The power battery is used as an energy storage center in the electric vehicle, under the condition that the volume and the quantity of the power battery are difficult to greatly improve, the energy density of the power battery needs to be improved, the greatly improved capacity density of the power battery means that the probability of thermal runaway of the power battery is also improved, when the thermal runaway of the power battery occurs, high-energy gas is released, the high-energy gas carries liquid or solid substances such as electrolyte, electrode materials and current collectors, the internal pressure of a power system is suddenly increased, and the power system can be rapidly led to be connected with the outside, after the high-energy gas meets the outside air, the high-energy gas is violently combusted under the ignition action of high-temperature particles, and further serious safety accidents occur. Therefore, the high-energy gas needs to be subjected to harmless treatment and then discharged to the outside, so that the safety risk is reduced.

Disclosure of Invention

One object of the present invention is: the utility model provides a battery module, through the unit of bleeding with gaseous leading-in bleeder channel in to in time discharge the outside of module casing with gaseous, improve the security performance.

In order to achieve the purpose, the invention adopts the following technical scheme:

a battery module, comprising:

the gas purifier comprises a module shell, a gas inlet and a gas outlet, wherein an accommodating cavity is formed in the module shell, a discharge channel is hollowed in the side wall of the module shell and communicated with the accommodating cavity and the outside of the module shell, and a purification unit is arranged in the discharge channel and used for purifying gas passing through the discharge channel;

the electric core assembly is arranged in the accommodating cavity;

the detection unit is arranged in the module shell and used for detecting the air pressure value and the temperature in the module shell;

and the discharge unit is arranged in the module shell and used for guiding the gas in the accommodating cavity into the discharge channel.

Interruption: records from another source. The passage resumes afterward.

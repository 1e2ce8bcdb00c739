// Copyright 2025 The Tangle Developers
//
// Licensed under the Apache License, Version 2.0 (the "License"); you may not use this file except
// in compliance with the License.You may obtain a copy of the License at
//
//     https://www.apache.org/licenses/LICENSE-2.0
//
// Unless required by applicable law or agreed to in writing, software distributed under the License
// is distributed on an "AS IS" BASIS, WITHOUT WARRANTIES OR CONDITIONS OF ANY KIND, either express
// or implied. See the License for the specific language governing permissions and limitations under
// the License.

use std::error::Error;
use std::io::Write;

use tangle_circuit::{Circuit, CircuitError, DetectorsAndObservables};
use tangle_core::bits::word;
use tangle_core::{BitTable, SimRng};

use crate::frame_sim::FrameSimulator;
use crate::result_writer::{BatchResultWriter, SampleFormat};

/// How many detection-event rows a sample table will have.
fn num_result_rows(
    dets: &DetectorsAndObservables,
    prepend_observables: bool,
    append_observables: bool,
) -> usize {
    dets.detectors.len()
        + dets.observables.len()
            * (usize::from(prepend_observables) + usize::from(append_observables))
}

fn xor_observables_into(
    dets: &DetectorsAndObservables,
    frame_samples: &BitTable,
    result: &mut BitTable,
    offset: &mut usize,
) {
    for obs in &dets.observables {
        for &m in obs {
            word::xor_into(result.row_mut(*offset), frame_samples.row(m as usize));
        }
        *offset += 1;
    }
}

/// Samples a (detectors + optional observables) x shots table of detection
/// events by XORing frame-flip rows per detector.
///
/// # Errors
/// Fails when the circuit's record lookbacks are invalid.
pub fn detector_samples(
    circuit: &Circuit,
    dets: &DetectorsAndObservables,
    num_shots: usize,
    prepend_observables: bool,
    append_observables: bool,
    rng: &mut SimRng,
) -> Result<BitTable, CircuitError> {
    let frame_samples = FrameSimulator::sample_flipped_measurements(circuit, num_shots, rng)?;
    let num_results = num_result_rows(dets, prepend_observables, append_observables);
    let mut result = BitTable::new(num_results.max(1), num_shots);

    let mut offset = 0;
    if prepend_observables {
        xor_observables_into(dets, &frame_samples, &mut result, &mut offset);
    }
    for k in 0..dets.detectors.len() {
        for &m in dets.detector_indices(k) {
            word::xor_into(result.row_mut(offset), frame_samples.row(m as usize));
        }
        offset += 1;
    }
    if append_observables {
        xor_observables_into(dets, &frame_samples, &mut result, &mut offset);
    }
    Ok(result)
}

/// Streams detection-event shots to a writer in blocks of 1024.
///
/// # Errors
/// Fails on circuit validation problems or I/O failures.
pub fn detector_samples_out(
    circuit: &Circuit,
    num_shots: usize,
    prepend_observables: bool,
    append_observables: bool,
    out: &mut dyn Write,
    format: SampleFormat,
    rng: &mut SimRng,
) -> Result<(), Box<dyn Error>> {
    const GOOD_BLOCK_SIZE: usize = 1024;
    let dets = DetectorsAndObservables::new(circuit)?;
    let num_detectors = dets.detectors.len();
    let num_observables = dets.observables.len();

    let mut remaining = num_shots;
    while remaining > 0 {
        let shots = remaining.min(GOOD_BLOCK_SIZE);
        let table = detector_samples(
            circuit,
            &dets,
            shots,
            prepend_observables,
            append_observables,
            rng,
        )?;
        let mut writer = BatchResultWriter::new(out, shots, format)?;
        let mut row = 0;
        if prepend_observables {
            writer.set_result_type('L');
            for _ in 0..num_observables {
                writer.write_bit_batch(table.row(row))?;
                row += 1;
            }
        }
        writer.set_result_type('D');
        for _ in 0..num_detectors {
            writer.write_bit_batch(table.row(row))?;
            row += 1;
        }
        if append_observables {
            writer.set_result_type('L');
            for _ in 0..num_observables {
                writer.write_bit_batch(table.row(row))?;
                row += 1;
            }
        }
        writer.write_end()?;
        remaining -= shots;
    }
    Ok(())
}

As an optional technical scheme, the battery module still includes a plurality of partition roof beam, a plurality of partition roof beam interval set up in hold the intracavity, in order with will hold the chamber partition for a plurality of positions of holding, every it all holds a set of to hold the position electric core subassembly.

As an optional technical solution, a guide channel is hollowed in the separating beam, and the guide channel communicates the accommodating cavity and the discharge channel.

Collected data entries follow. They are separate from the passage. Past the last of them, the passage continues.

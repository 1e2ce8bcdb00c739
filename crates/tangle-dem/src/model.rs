// Copyright 2025 The Tangle Developers
//
// Licensed under the Apache License, Version 2.0 (the "License"); you may not use this file except
// in compliance with the License.You may obtain a copy of the License at
//
//     https://www.apache.org/licenses/LICENSE-2.0
//
// Unless required by applicable law or agreed to in writing, software distributed under the License
// is distributed on an "AS IS" BASIS, WITHOUT WARRANTIES OR CONDITIONS OF ANY KIND, either express
// or implied. See the License for the specific language governing permissions and limitations under
// the License.

use std::fmt;

use tangle_core::{MonoBuffer, Span};

const OBSERVABLE_BIT: u64 = 1 << 63;
const SEPARATOR_SYGIL: u64 = u64::MAX;

/// One symptom in a detector error model: a relative detector id, a logical
/// observable id, or the `^` separator between graphlike components.
///
/// Detector ids sort before observable ids, which sort before the
/// separator, so a sorted target set lists detectors first.
#[derive(Copy, Clone, Default, PartialEq, Eq, PartialOrd, Ord, Hash)]
pub struct DemTarget {
    pub data: u64,
}

impl DemTarget {
    #[must_use]
    pub fn relative_detector_id(id: u64) -> Self {
        debug_assert!(id < OBSERVABLE_BIT - 1);
        DemTarget { data: id }
    }

    #[must_use]
    pub fn observable_id(id: u64) -> Self {
        debug_assert!(id < 1 << 32);
        DemTarget {
            data: id | OBSERVABLE_BIT,
        }
    }

    #[must_use]
    pub fn separator() -> Self {
        DemTarget {
            data: SEPARATOR_SYGIL,
        }
    }

    #[inline]
    #[must_use]
    pub fn is_separator(self) -> bool {
        self.data == SEPARATOR_SYGIL
    }

    #[inline]
    #[must_use]
    pub fn is_observable_id(self) -> bool {
        self.data & OBSERVABLE_BIT != 0 && !self.is_separator()
    }

    #[inline]
    #[must_use]
    pub fn is_relative_detector_id(self) -> bool {
        self.data & OBSERVABLE_BIT == 0
    }

    /// The detector or observable index, without the tag bit.
    #[inline]
    #[must_use]
    pub fn raw_id(self) -> u64 {
        self.data & !OBSERVABLE_BIT
    }

    /// Offsets detector ids, leaving observables and separators alone.
    pub fn shift_if_detector_id(&mut self, offset: i64) {
        if self.is_relative_detector_id() {
            self.data = self.data.wrapping_add_signed(offset);
        }
    }
}

impl fmt::Display for DemTarget {
    fn fmt(&self, f: &mut fmt::Formatter<'_>) -> fmt::Result {
        if self.is_separator() {
            write!(f, "^")
        } else if self.is_observable_id() {
            write!(f, "L{}", self.raw_id())
        } else {
            write!(f, "D{}", self.raw_id())
        }
    }
}

impl fmt::Debug for DemTarget {
    fn fmt(&self, f: &mut fmt::Formatter<'_>) -> fmt::Result {
        write!(f, "DemTarget({self})")
    }
}

#[derive(Copy, Clone, PartialEq, Eq, Debug)]
pub enum DemInstructionType {
    /// An independent error mechanism flipping its targets.
    Error,
    /// An error whose targets are split into graphlike components by `^`.
    ReducibleError,
    /// Advances the absolute detector id base (and coordinate offsets).
    ShiftDetectors,
    /// Declares a detector, optionally with coordinates.
    Detector,
    /// Declares a logical observable.
    LogicalObservable,
    /// A repeated sub-model.
    RepeatBlock,
}

/// One instruction. Args and targets index the owning model's buffers.
#[derive(Copy, Clone, PartialEq, Eq, Debug)]
pub struct DemInstruction {
    pub kind: DemInstructionType,
    pub args: Span,
    pub targets: Span,
}
#[cfg(test)]
mod tests {
    use super::*;

    #[test]
    fn parses_basic_circuit() {
        let c = Circuit::from_text("H 0\nCX 0 1\nM 0 1\n").unwrap();
        assert_eq!(c.operations.len(), 3);
        assert_eq!(c.operations[0].gate, GateId::H);
        assert_eq!(c.operations[1].gate, GateId::CX);
        assert_eq!(c.operations[2].gate, GateId::MZ);
        assert_eq!(c.count_qubits(), 2);
        assert_eq!(c.count_measurements(), 2);
    }

    #[test]
    fn auto_fusion_matches_multi_target_line() {
        let a = Circuit::from_text("H 0 1 2").unwrap();
        let b = Circuit::from_text("H 0\nH 1\nH 2").unwrap();
        assert_eq!(a, b);
        assert_eq!(a.operations.len(), 1);
    }

    #[test]
    fn comments_and_blank_lines() {
        let c = Circuit::from_text("# leading comment\n\nH 0 # trailing\n\n# done\n").unwrap();
        assert_eq!(c.operations.len(), 1);
    }

    #[test]
    fn correlated_error_pauli_targets() {
        let c = Circuit::from_text("CORRELATED_ERROR(0.125) X90 Y91 Z92 X93").unwrap();
        assert_eq!(c.operations.len(), 1);
        let op = &c.operations[0];
        assert_eq!(op.gate, GateId::CorrelatedError);
        assert_eq!(c.args_of(op), &[0.125]);
        let t = c.targets_of(op);
        assert_eq!(t.len(), 4);
        assert!(t[0].has_pauli_x() && !t[0].has_pauli_z());
        assert_eq!(t[0].value(), 90);
        assert!(t[1].has_pauli_x() && t[1].has_pauli_z());
        assert_eq!(t[1].value(), 91);
        assert!(!t[2].has_pauli_x() && t[2].has_pauli_z());
        assert_eq!(t[2].value(), 92);
        assert!(t[3].has_pauli_x() && !t[3].has_pauli_z());
        assert_eq!(t[3].value(), 93);
    }

    #[test]
    fn repeat_blocks_nest() {
        let c = Circuit::from_text(
            "REPEAT 2 {\n    X 0\n    REPEAT 3 {\n        Y 1\n    }\n}\nM 0",
        )
        .unwrap();
        assert_eq!(c.operations.len(), 2);
        assert_eq!(c.blocks.len(), 1);
        assert_eq!(c.blocks[0].blocks.len(), 1);
        let (block, reps) = c.repeat_params(&c.operations[0]);
        assert_eq!((block, reps), (0, 2));
        let inner = &c.blocks[0];
        let (iblock, ireps) = inner.repeat_params(&inner.operations[1]);
        assert_eq!((iblock, ireps), (0, 3));
    }

    #[test]
    fn large_repeat_count() {
        let c = Circuit::from_text("REPEAT 12345678987654321 {\n    X 0\n}").unwrap();
        let (_, reps) = c.repeat_params(&c.operations[0]);
        assert_eq!(reps, 12_345_678_987_654_321);
    }

    #[test]
    fn rejects_malformed_input() {
        assert!(Circuit::from_text("NOT_A_GATE 0").is_err());
        assert!(Circuit::from_text("H 0 1 2 }").is_err());
        assert!(Circuit::from_text("REPEAT 0 {\nX 0\n}").is_err());
        assert!(Circuit::from_text("REPEAT 5 {\nX 0\n").is_err());
        assert!(Circuit::from_text("REPEAT 5\nX 0\n}").is_err());
        assert!(Circuit::from_text("H 0 {").is_err());
        assert!(Circuit::from_text("X_ERROR(1.5) 0").is_err());
        assert!(Circuit::from_text("X_ERROR 0").is_err());
        assert!(Circuit::from_text("H(0.1) 0").is_err());
        assert!(Circuit::from_text("CX 0 0").is_err());
        assert!(Circuit::from_text("CX 0").is_err());
        assert!(Circuit::from_text("M 16777216").is_err());
        assert!(Circuit::from_text("DETECTOR rec[0]").is_err());
        assert!(Circuit::from_text("DETECTOR 0").is_err());
        assert!(Circuit::from_text("E(0.1) 0").is_err());
        assert!(Circuit::from_text("PAULI_CHANNEL_1(0.5, 0.4, 0.3) 0").is_err());
        assert!(Circuit::from_text("OBSERVABLE_INCLUDE(1.5) rec[-1]").is_err());
    }

    #[test]
    fn inverted_measurement_targets() {
        let c = Circuit::from_text("M !0 1").unwrap();
        let t = c.targets_of(&c.operations[0]);
        assert!(t[0].is_inverted_result());
        assert!(!t[1].is_inverted_result());
        assert!(Circuit::from_text("H !0").is_err());
    }

    #[test]
    fn classical_control_targets() {
        let c = Circuit::from_text("M 0\nCX rec[-1] 1").unwrap();
        let t = c.targets_of(&c.operations[1]);
        assert!(t[0].is_measurement_record());
        assert_eq!(t[0].value(), 1);
        assert!(t[1].is_qubit());
        assert!(Circuit::from_text("M 0\nCX 1 rec[-1]").is_err());
        assert!(Circuit::from_text("M 0\nCZ 1 rec[-1]").is_ok());
    }

    #[test]
    fn round_trips_through_text() {
        let text = "H 0 1\nCX 0 2\nX_ERROR(0.125) 0 1\nM(0.25) 0 !1\nDETECTOR(1, 2) rec[-1]\nOBSERVABLE_INCLUDE(3) rec[-2]\nREPEAT 42 {\n    MR 2\n    DETECTOR rec[-1] rec[-2]\n}\nTICK\nE(0.25) X0 Z1";
        let c = Circuit::from_text(text).unwrap();
        let printed = c.to_string();
        let reparsed = Circuit::from_text(&printed).unwrap();
        assert_eq!(c, reparsed, "round trip failed:\n{printed}");
    }

    #[test]
    fn detectors_and_observables_resolution() {
        let c = Circuit::from_text("M 0 1 2\nDETECTOR rec[-1] rec[-3]\nOBSERVABLE_INCLUDE(1) rec[-2]")
            .unwrap();
        let d = crate::circuit::DetectorsAndObservables::new(&c).unwrap();
        assert_eq!(d.detectors.len(), 1);
        assert_eq!(d.detector_indices(0), &[2, 0]);
        assert_eq!(d.observables.len(), 2);
        assert!(d.observables[0].is_empty());
        assert_eq!(d.observables[1], vec![1]);

        let bad = Circuit::from_text("M 0\nDETECTOR rec[-2]").unwrap();
        assert!(crate::circuit::DetectorsAndObservables::new(&bad).is_err());
    }
}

As an optional technical solution, a guide part is disposed on an inner side wall of the guide channel, a guide hole is opened in the partition beam corresponding to the guide part, the guide hole communicates the accommodating chamber and the guide channel, and an opening direction of the guide part is parallel to a length direction of the partition beam.

As an optional technical solution, the number of the guiding members is several, the opening direction of each guiding member is the same, and the guide hole is formed in the partition beam corresponding to each guiding member.

As an alternative solution, the guide is made by punching the side wall of the separation beam inwards by a punching device.

As an alternative solution, the opening direction of the guide piece faces to the side of the drainage channel, which accommodates the purification unit.

As an optional technical scheme, the module casing includes main casing, upper cover and separator, electricity core subassembly set up in the main casing, the upper cover install in the top of main casing, the separator set up in electricity core subassembly with between the upper cover.

As an alternative solution, the spacer is any one of mica, glass wool, silica wool, ceramic and mullite.

Another object of the invention is: the utility model provides a battery package adopts foretell battery module, reduces the safety risk.

In order to achieve the purpose, the invention adopts the following technical scheme:

a battery pack includes a BMS battery system for controlling the operation of the battery module, and the battery module as described above.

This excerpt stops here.